Venema finds numerous flaws in their line of argument, so much so that he believes Meyer must not fully understand the genetics (note 38). First, Venema has already suggested a number of mechanisms by which new functions come into being by chance--gene duplication, mutation, whole gene duplication. According to Venema, it is wrong in the first place to think that anything comes de novo in evolution. It is about descent with modification. Genes split, fuse, stick extra stuff in or accidentally shift the sequence.

One example is a bacteria found in Japan that "eats" nylon, which has only existed since the 1930s. This new bacteria popped into existence in a moment when a single mutation shifted all the codons after it by one place. By coincidence, this shift created a bacteria that could weakly draw carbon and nitrogen from nylon for its "food."

Since other bacteria cannot do this, we know this bacterium has only existed for some time since the 1930s. And this bacterium has a number of the protein folds that Meyer says cannot happen mathematically by chance. Certainly God could have decided to mutate this bacteria for the good of Japan right before they bombed Pearl Harbor. Or it could be random. :-)

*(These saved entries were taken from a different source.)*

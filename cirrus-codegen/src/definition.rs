//! Model definitions - the JSON input of the generator
//!
//! A definition describes one SDK model: its service, API version, kind and
//! an ordered list of properties. Property order is preserved in the
//! generated struct.

use std::collections::HashSet;

use anyhow::{Context, Result, bail};
use heck::ToSnakeCase;
use serde::Deserialize;

/// Field added to every response model for the HTTP status code
pub const HTTP_STATUS_FIELD: &str = "http_status_code";

/// What the model is used for
#[derive(Debug, Clone, Copy, Default, PartialEq, Eq, Deserialize)]
#[serde(rename_all = "lowercase")]
pub enum ModelKind {
    /// Nested object shared by requests and responses
    #[default]
    Object,
    /// Request parameters
    Request,
    /// Response payload
    Response,
}

/// One SDK model
#[derive(Debug, Deserialize)]
#[serde(rename_all = "camelCase")]
pub struct ModelDefinition {
    /// Service short name (e.g., "iam")
    pub service: String,
    /// API version (e.g., "v3")
    pub version: String,
    /// Model type name in PascalCase (e.g., "UpdateCredentialOption")
    pub name: String,
    #[serde(default)]
    pub kind: ModelKind,
    pub description: Option<String>,
    #[serde(default)]
    pub properties: Vec<PropertyDefinition>,
}

/// Type information of a property or of array items
#[derive(Debug, Deserialize)]
pub struct TypeDefinition {
    #[serde(rename = "type")]
    pub type_name: Option<String>,
    /// Integer width hint ("int32" or "int64")
    pub format: Option<String>,
    /// Name of another model in the same service version
    #[serde(rename = "$ref")]
    pub ref_name: Option<String>,
    pub items: Option<Box<TypeDefinition>>,
}

#[derive(Debug, Deserialize)]
pub struct PropertyDefinition {
    /// Wire name of the property
    pub name: String,
    #[serde(flatten)]
    pub schema: TypeDefinition,
    #[serde(rename = "enum")]
    pub enum_values: Option<Vec<String>>,
    pub description: Option<String>,
    #[serde(default)]
    pub required: bool,
    /// Overrides the Rust field name derived from the wire name
    pub field: Option<String>,
}

impl ModelDefinition {
    /// Parse and validate a definition
    pub fn parse(json: &str) -> Result<Self> {
        let definition: ModelDefinition =
            serde_json::from_str(json).context("Failed to parse model definition")?;
        definition.validate()?;
        Ok(definition)
    }

    fn validate(&self) -> Result<()> {
        if self.service.is_empty() || self.version.is_empty() {
            bail!("Model definition needs both a service and a version");
        }
        if !self.name.chars().next().is_some_and(|c| c.is_ascii_uppercase())
            || !self.name.chars().all(|c| c.is_ascii_alphanumeric())
        {
            bail!("Invalid model name '{}', expected PascalCase", self.name);
        }

        let mut seen = HashSet::new();
        if self.kind == ModelKind::Response {
            seen.insert(HTTP_STATUS_FIELD.to_string());
        }
        for prop in &self.properties {
            let field = prop.field_name();
            if !seen.insert(field.clone()) {
                bail!(
                    "Property '{}' of {} maps to duplicate field '{}'",
                    prop.name,
                    self.name,
                    field
                );
            }
        }
        Ok(())
    }

    /// Wire names of all properties
    pub fn property_names(&self) -> HashSet<&str> {
        self.properties.iter().map(|p| p.name.as_str()).collect()
    }

    /// Whether every property is optional
    pub fn all_optional(&self) -> bool {
        self.properties.iter().all(|p| !p.required)
    }
}

impl PropertyDefinition {
    /// Rust field name: the override, or the snake_case wire name.
    /// Keywords get a trailing underscore.
    pub fn field_name(&self) -> String {
        let base = match &self.field {
            Some(field) => field.clone(),
            None => self.name.to_snake_case(),
        };
        if is_keyword(&base) {
            format!("{}_", base)
        } else {
            base
        }
    }

    /// Whether the wire name differs from the field name
    pub fn is_renamed(&self) -> bool {
        self.field_name() != self.name
    }
}

fn is_keyword(s: &str) -> bool {
    const KEYWORDS: &[&str] = &[
        "abstract", "as", "async", "await", "become", "box", "break", "const", "continue",
        "crate", "do", "dyn", "else", "enum", "extern", "false", "final", "fn", "for", "gen",
        "if", "impl", "in", "let", "loop", "macro", "match", "mod", "move", "mut", "override",
        "priv", "pub", "ref", "return", "self", "static", "struct", "super", "trait", "true",
        "try", "type", "typeof", "unsafe", "unsized", "use", "virtual", "where", "while",
        "yield",
    ];
    KEYWORDS.contains(&s)
}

7. Venema also points out a number of problems with extending Axe's study beyond its original limits. Axe started with a barely functional bacterium with a specific enzyme that performed a specific function. He comes up with a mathematical impossibility that this bacterium would produce that enzyme to do that function by chance.

But Venema argues it doesn't work this way. Most bacteria have multiple back-up systems that were intentionally kept out of this study so that the study would be able to show failure. And evolution is not about the likelihood of a specific chain of events but the likelihood that some random chain of events will unfold.

As Venema's chapters close, here is his sense of design: "Evolution may be God's chosen design to bring about biodiversity on earth" (89). "I view evolution as God's grand design for creating life" (90).

I look forward to what McKnight has to say about these things theologically, starting next week.

1 comment:

Martin LaBar said...

You are right in what you say about arguing.

But what Venema (and others) have to say seem to be strong scientific arguments against ID.